Las instantáneas, guardadas en el baúl de los suspiros, evocan capítulos nebulosos: el inspector al acecho de polizones; el espontáneo cantante de “lo-que-guste-cooperar”; la cabeza mugrienta de muñeca en la palanca de velocidades, con perfil tétrico al encendido de la lucecita interior; el altarcito al santo señor de Chalma y el letrero trasero de doble filo: ¡Ay nanita, qué curvas y yo sin frenos!
En la bitácora quedaron a resguardo de la memoria dos películas irrepetibles: Esquina, bajan y Hay lugar para… dos, en común denominador con las andanzas del chofer de chamarra corta y corbata enrolado en las filas de la ruta Zócalo-Xochimilco, con estación en la cárcel por arrollar a un peatón al chorreársele los frenos por las curvas de Katy Jurado.
El cobrador de los 20 fierros del pasaje, entre el vaivén de la banderita del Atlante y el zapatito de la niña colgado del espejo retrovisor, por mal nombre Regalito. De los llanos al oriente de canales, chalupas y una que otra chinampa, al desfile de las haciendas de Coapa, la calzada de Tlalpan, el mercado del Volador y la plancha del Zócalo.
La primera vez llegó sin antesala. Era 1916. Era una huelga de tranviarios, incipiente aún la tracción eléctrica. La adopción, en calidad de salvavidas, de un vehículo Ford T para dar espacio a pasajeros hacinados. Y, vuelta moda la alternativa, cada quien traza la ruta que le convenga.
La opción, ocho años después, previa aparición en escena de la Alianza de Camioneros de México, había dejado atrás la competencia con los tranvías, iniciándose una guerra por el pasaje, cuya virulencia alcanzaría a la joven preparatoriana Frida Kahlo. El encontronazo, tubo al calce atravesándole la pelvis, volvería mártir a la futura pintora surrealista, la paloma que se casó con el elefante.
Cambios
En 1934 había 82 rutas a la conquista de la gran ciudad: 49 de primera, 33 de segunda. Los analfabetos distinguían su camión por colores: verde nilo el Mariscal Sucre; naranja el Tacuba-Panteones; blanco el Peralvillo-Cozumel.
En convocatoria al asombro la “peseta” lanzada a un aparato en forma de embudo al costado del operador devolvía los cinco centavos de cambio o 15 cuando se optaba por el camión de segunda clase.
Los tranvías y trolebuses costaban 20 fierros antes de que llegara la posibilidad del abono semanal: “8.50 cada martes, y a viajar por todas partes”.

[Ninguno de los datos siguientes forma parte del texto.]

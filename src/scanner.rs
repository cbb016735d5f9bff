// WHY: Thin adapter over regex-automata so extraction strategies only see ranges
// URL capture groups are resolved here into named variants

use anyhow::{Context, Result};
use regex_automata::{meta::Regex, util::captures::Captures, Input, PatternID};
use serde::{Deserialize, Serialize};
use tracing::debug;

use crate::entity::TextRange;

/// Compiled recognizer rule for one entity type
#[derive(Debug, Clone)]
pub struct RecognizerRule {
    pattern: String,
    regex: Regex,
}

impl RecognizerRule {
    /// Compile a pattern; a malformed pattern is a setup error
    pub fn new(pattern: &str) -> Result<Self> {
        let regex = Regex::new(pattern)
            .with_context(|| format!("failed to compile recognizer pattern `{pattern}`"))?;
        debug!("Compiled recognizer pattern: {}", pattern);
        Ok(Self {
            pattern: pattern.to_string(),
            regex,
        })
    }

    pub fn pattern(&self) -> &str {
        &self.pattern
    }

    /// Number of capture groups, counting the implicit whole-match group 0
    pub fn group_count(&self) -> usize {
        self.regex.group_info().group_len(PatternID::ZERO)
    }
}

/// One recognizer hit: the whole match plus its numbered capture groups
#[derive(Debug, Clone, PartialEq, Eq)]
pub struct RawMatch {
    range: TextRange,
    groups: Vec<Option<TextRange>>,
}

impl RawMatch {
    pub fn new(range: TextRange, groups: Vec<Option<TextRange>>) -> Self {
        Self { range, groups }
    }

    fn from_captures(caps: &Captures) -> Option<Self> {
        let whole = caps.get_match()?;
        let groups = (0..caps.group_len())
            .map(|index| {
                caps.get_group(index)
                    .map(|span| TextRange::from_bounds(span.start, span.end))
            })
            .collect();
        Some(Self::new(
            TextRange::from_bounds(whole.start(), whole.end()),
            groups,
        ))
    }

    /// Range of the whole match
    pub fn range(&self) -> TextRange {
        self.range
    }

    /// Range of capture group `index` when it matched non-empty text
    ///
    /// Groups that did not participate and groups that matched nothing both
    /// mean the rule branch was not taken.
    pub fn group(&self, index: usize) -> Option<TextRange> {
        self.groups
            .get(index)
            .copied()
            .flatten()
            .filter(|range| !range.is_empty())
    }

    pub fn group_len(&self) -> usize {
        self.groups.len()
    }
}

/// Run `rule` over `range` of `text`, yielding matches left to right
///
/// The range is clamped to the text and to char boundaries first. Anchors such
/// as `^` still see the text outside the range, so `^` never matches at a range
/// start greater than zero.
pub fn scan<'a>(
    text: &'a str,
    rule: &'a RecognizerRule,
    range: TextRange,
) -> impl Iterator<Item = RawMatch> + 'a {
    let bounded = range.clamp_to(text);
    let input = Input::new(text).range(bounded.as_range());
    rule.regex
        .captures_iter(input)
        .filter_map(|caps| RawMatch::from_captures(&caps))
}

/// Capture-group positions the URL rule uses for each syntax
#[derive(Debug, Clone, Copy, PartialEq, Eq, Serialize, Deserialize)]
#[serde(default, deny_unknown_fields)]
pub struct UrlGroupLayout {
    /// Bare URL
    pub plain: usize,
    /// Label of a `[label](link)` link
    pub label: usize,
    /// Destination of a `[label](link)` link
    pub labeled_link: usize,
    /// Destination of a `<link|alias>` link
    pub explicit_link: usize,
    /// Optional alias of a `<link|alias>` link
    pub alias: usize,
}

impl Default for UrlGroupLayout {
    fn default() -> Self {
        Self {
            plain: 3,
            label: 6,
            labeled_link: 7,
            explicit_link: 8,
            alias: 9,
        }
    }
}

impl UrlGroupLayout {
    /// Highest group index the layout refers to
    pub fn max_index(&self) -> usize {
        [
            self.plain,
            self.label,
            self.labeled_link,
            self.explicit_link,
            self.alias,
        ]
        .into_iter()
        .max()
        .unwrap_or(0)
    }
}

/// Which URL syntax produced a match
#[derive(Debug, Clone, Copy, PartialEq, Eq)]
pub enum UrlSyntax {
    /// `[label](link)`
    Labeled { label: TextRange, link: TextRange },
    /// `<link>` or `<link|alias>`
    Explicit {
        link: TextRange,
        alias: Option<TextRange>,
    },
    /// A bare URL
    Plain { url: TextRange },
}

impl UrlSyntax {
    /// Resolve the syntax of a URL match, labeled links first, then explicit, then plain
    pub fn from_match(raw: &RawMatch, layout: &UrlGroupLayout) -> Option<Self> {
        if let (Some(label), Some(link)) = (raw.group(layout.label), raw.group(layout.labeled_link))
        {
            return Some(UrlSyntax::Labeled { label, link });
        }
        if let Some(link) = raw.group(layout.explicit_link) {
            return Some(UrlSyntax::Explicit {
                link,
                alias: raw.group(layout.alias),
            });
        }
        raw.group(layout.plain).map(|url| UrlSyntax::Plain { url })
    }
}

El grito se volvió clásico: ¡Azotó la res, áaamonos!, al violento acelerón apenas tocando tierra una de las piernas del pasajero. Ahora que en el relámpago alcanzaban a subir el vendedor de chicles, el merolico con su carga de maravillas, el voceador de los vespertinos o el huelguista que pedía monedas para sostener el movimiento.
En el pase de lista “los chatos” fueron arrollados por los “delfines” y estos por los Ruta 100, cruzando en la larga página los emblemáticos Colonia del Valle-Coyoacán; Juárez-Loreto; Martínez de la Torre-Aviación; Penitenciaría-Niño Perdido; Estrella-La Villa. De la San Rafael al aeropuerto cruzando el Zócalo. De la Alameda a la Martín Carrera pasando por el puente de Nonoalco.
El olor, el sabor, el color de aquellos camiones y aquellos cafres: “¡Ora, méndigo, que no lleva huacales!”